**Task requirements:** Write out all of the listing exactly. Add nothing to it.

● ● ●

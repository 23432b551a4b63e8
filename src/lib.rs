//! Books for a community event fund.
//!
//! Administrators stage records locally and publish them to a hosted table store, where they form
//! the public record. The published records feed a summary view and spreadsheet and printable
//! reports.

mod api;
pub mod args;
mod backup;
pub mod commands;
mod config;
pub mod error;
pub mod model;
pub mod report;
pub mod session;
mod staged;
mod utils;

pub use api::{Mode, Remote, TEST_MODE_VAR};
pub use backup::{Backup, Snapshot};
pub use config::{Config, Letterhead, Signatory, Tables};
pub use error::{Error, ErrorType, Result};
pub use staged::Staged;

● ● ●

**Written reply:**
repository 23432b551a4b63e8
filename src/lib.rs
//! Books for a community event fund.
//!
//! Administrators stage records locally and publish them to a hosted table store, where they form
//! the public record. The published records feed a summary view and spreadsheet and printable
//! reports.

mod api;
pub mod args;
mod backup;
pub mod commands;
mod config;
pub mod error;
pub mod model;
pub mod report;
pub mod session;
mod staged;
mod utils;

pub use api::{Mode, Remote, TEST_MODE_VAR};
pub use backup::{Backup, Snapshot};
pub use config::{Config, Letterhead, Signatory, Tables};
pub use error::{Error, ErrorType, Result};
pub use staged::Staged;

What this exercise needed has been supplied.